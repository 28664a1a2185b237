// ABOUTME: Goal CRUD route handlers with computed-on-read progress
// ABOUTME: Progress attaches at list time under the strict goals-API policy
//
// SPDX-License-Identifier: MIT OR Apache-2.0
// Copyright (c) 2025 Vitalis Health

use super::entries::UserQuery;
use crate::overview::UserOverview;
use crate::resources::ServerResources;
use axum::{
    extract::{Path, Query, State},
    http::StatusCode,
    routing::get,
    Json, Router,
};
use chrono::{NaiveDate, Utc};
use serde::{Deserialize, Serialize};
use std::sync::Arc;
use tracing::info;
use uuid::Uuid;
use vitalis_core::errors::{AppError, AppResult};
use vitalis_core::models::{Goal, GoalPriority, HealthDomain};
use vitalis_intelligence::{GoalProgress, GoalProgressEvaluator, GoalStatusPolicy};

/// Request body for creating a goal
#[derive(Debug, Deserialize)]
pub struct CreateGoalRequest {
    /// Owner of the goal
    pub user_id: Uuid,
    /// Domain the goal tracks
    pub domain: HealthDomain,
    /// Display title
    pub title: String,
    /// Target value
    pub target_value: f64,
    /// Unit of the target
    pub unit: String,
    /// Optional deadline
    #[serde(default)]
    pub deadline: Option<NaiveDate>,
    /// Display priority
    #[serde(default = "default_priority")]
    pub priority: GoalPriority,
}

const fn default_priority() -> GoalPriority {
    GoalPriority::Medium
}

/// A goal with its computed progress attached
#[derive(Debug, Serialize)]
pub struct GoalWithProgress {
    /// The stored goal
    #[serde(flatten)]
    pub goal: Goal,
    /// Progress under the caller's policy
    pub progress: GoalProgress,
}

/// Goal routes handler
pub struct GoalRoutes;

impl GoalRoutes {
    /// Create all goal routes
    pub fn routes(resources: Arc<ServerResources>) -> Router {
        Router::new()
            .route("/api/goals", get(Self::list_goals).post(Self::create_goal))
            .route("/api/goals/:goal_id", axum::routing::delete(Self::delete_goal))
            .with_state(resources)
    }

    /// List goals with progress under the strict policy
    async fn list_goals(
        State(resources): State<Arc<ServerResources>>,
        Query(query): Query<UserQuery>,
    ) -> AppResult<Json<serde_json::Value>> {
        let goals = resources.store.goals(query.user_id).await?;
        let overview = UserOverview::load(resources.store.as_ref(), query.user_id).await?;
        let goals = attach_progress(goals, &overview, GoalStatusPolicy::STANDARD);
        Ok(Json(serde_json::json!({ "goals": goals })))
    }

    /// Create a goal
    async fn create_goal(
        State(resources): State<Arc<ServerResources>>,
        Json(request): Json<CreateGoalRequest>,
    ) -> AppResult<(StatusCode, Json<Goal>)> {
        if request.title.trim().is_empty() {
            return Err(AppError::missing_field("title"));
        }
        if request.target_value <= 0.0 {
            return Err(AppError::invalid_input("target_value must be positive"));
        }

        let goal = Goal {
            id: Uuid::new_v4().to_string(),
            domain: request.domain,
            title: request.title,
            target_value: request.target_value,
            unit: request.unit,
            deadline: request.deadline,
            priority: request.priority,
            active: true,
            current_progress: 0.0,
            created_at: Utc::now(),
        };
        resources.store.upsert_goal(request.user_id, &goal).await?;
        info!(user_id = %request.user_id, goal_id = %goal.id, "goal created");
        Ok((StatusCode::CREATED, Json(goal)))
    }

    /// Delete a goal
    async fn delete_goal(
        State(resources): State<Arc<ServerResources>>,
        Path(goal_id): Path<String>,
        Query(query): Query<UserQuery>,
    ) -> AppResult<StatusCode> {
        resources.store.delete_goal(query.user_id, &goal_id).await?;
        info!(user_id = %query.user_id, %goal_id, "goal deleted");
        Ok(StatusCode::NO_CONTENT)
    }
}

/// Attach computed progress to each goal under the given policy
pub(crate) fn attach_progress(
    goals: Vec<Goal>,
    overview: &UserOverview,
    policy: GoalStatusPolicy,
) -> Vec<GoalWithProgress> {
    goals
        .into_iter()
        .map(|goal| {
            let current = current_value_for(&goal, overview);
            let progress = GoalProgressEvaluator::evaluate(&goal, current, policy);
            GoalWithProgress { goal, progress }
        })
        .collect()
}

/// Current aggregate backing a goal's progress
///
/// Streak-style goals carry a denormalized counter; anything else reads the
/// domain's live aggregate.
pub(crate) fn current_value_for(goal: &Goal, overview: &UserOverview) -> f64 {
    if goal.current_progress > 0.0 {
        return goal.current_progress;
    }
    match goal.domain {
        HealthDomain::Sleep => f64::from(overview.sleep.current_streak),
        HealthDomain::Nutrition => overview.nutrition.weekly_nutrition_score,
        HealthDomain::Workouts => f64::from(overview.workouts.total_workouts),
        HealthDomain::Supplements => overview.supplements.adherence_percent,
    }
}
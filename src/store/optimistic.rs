// ABOUTME: Optimistic write wrapper applying tentative local state before the backend write
// ABOUTME: Reverts the local snapshot and surfaces the error when the write fails
//
// SPDX-License-Identifier: MIT OR Apache-2.0
// Copyright (c) 2025 Vitalis Health

//! Optimistic entry writes.
//!
//! Interactive clients show the edited value immediately and reconcile with
//! the backend asynchronously: apply a tentative local value, issue the
//! write, and on failure revert and surface the error. This is a UI-boundary
//! concern layered over the store; the pure calculators never see tentative
//! state.

use chrono::NaiveDate;
use dashmap::DashMap;
use std::future::Future;
use tracing::warn;
use vitalis_core::errors::AppResult;

/// Optimistic local view of one user's entries for one domain
///
/// Holds the tentative entry map the view layer reads while writes are in
/// flight. One writer exists per user and domain; the entry type is the
/// domain's dated entry model.
#[derive(Default)]
pub struct OptimisticEntryWriter<E: Clone> {
    local: DashMap<NaiveDate, E>,
}

impl<E: Clone> OptimisticEntryWriter<E> {
    /// Create an empty local view
    #[must_use]
    pub fn new() -> Self {
        Self {
            local: DashMap::new(),
        }
    }

    /// Seed the local view from a fetched entry list
    pub fn load(&self, entries: impl IntoIterator<Item = (NaiveDate, E)>) {
        self.local.clear();
        for (date, entry) in entries {
            self.local.insert(date, entry);
        }
    }

    /// Read the tentative entry for a date
    #[must_use]
    pub fn get(&self, date: NaiveDate) -> Option<E> {
        self.local.get(&date).map(|e| e.clone())
    }

    /// Apply `entry` locally, run the backend write, revert on failure
    ///
    /// The previous local value (or its absence) is restored when `write`
    /// fails, and the error propagates to the caller for surfacing.
    ///
    /// # Errors
    /// Returns the backend write error unchanged.
    pub async fn upsert<F, Fut>(&self, date: NaiveDate, entry: E, write: F) -> AppResult<()>
    where
        F: FnOnce(E) -> Fut,
        Fut: Future<Output = AppResult<()>>,
    {
        let previous = self.local.insert(date, entry.clone());

        match write(entry).await {
            Ok(()) => Ok(()),
            Err(err) => {
                warn!(%date, "optimistic write failed, reverting local state: {err}");
                match previous {
                    Some(prev) => {
                        self.local.insert(date, prev);
                    }
                    None => {
                        self.local.remove(&date);
                    }
                }
                Err(err)
            }
        }
    }
}

#[cfg(test)]
mod tests {
    use super::*;
    use vitalis_core::errors::AppError;
    use vitalis_core::models::SleepEntry;

    fn date(day: u32) -> NaiveDate {
        NaiveDate::from_ymd_opt(2025, 6, day).unwrap()
    }

    #[tokio::test]
    async fn test_successful_write_keeps_tentative_value() {
        let writer = OptimisticEntryWriter::new();
        let entry = SleepEntry::new(date(1), 7.5, 85.0);

        writer
            .upsert(date(1), entry, |_| async { Ok(()) })
            .await
            .unwrap();

        assert!((writer.get(date(1)).unwrap().total_sleep - 7.5).abs() < f64::EPSILON);
    }

    #[tokio::test]
    async fn test_failed_write_reverts_to_previous_value() {
        let writer = OptimisticEntryWriter::new();
        writer.load([(date(1), SleepEntry::new(date(1), 6.0, 70.0))]);

        let result = writer
            .upsert(date(1), SleepEntry::new(date(1), 9.0, 95.0), |_| async {
                Err(AppError::storage("backend unavailable"))
            })
            .await;

        assert!(result.is_err());
        // Tentative 9.0h entry rolled back to the stored 6.0h entry
        assert!((writer.get(date(1)).unwrap().total_sleep - 6.0).abs() < f64::EPSILON);
    }

    #[tokio::test]
    async fn test_failed_insert_removes_tentative_value() {
        let writer: OptimisticEntryWriter<SleepEntry> = OptimisticEntryWriter::new();

        let result = writer
            .upsert(date(2), SleepEntry::new(date(2), 8.0, 90.0), |_| async {
                Err(AppError::storage("backend unavailable"))
            })
            .await;

        assert!(result.is_err());
        assert!(writer.get(date(2)).is_none());
    }
}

-------

**PROBLEM STATEMENT**
The answer must be every line of the records that contains the word "Deserialize".

**THE COMPLETED TASK**
use serde::{Deserialize, Serialize};
#[derive(Debug, Deserialize)]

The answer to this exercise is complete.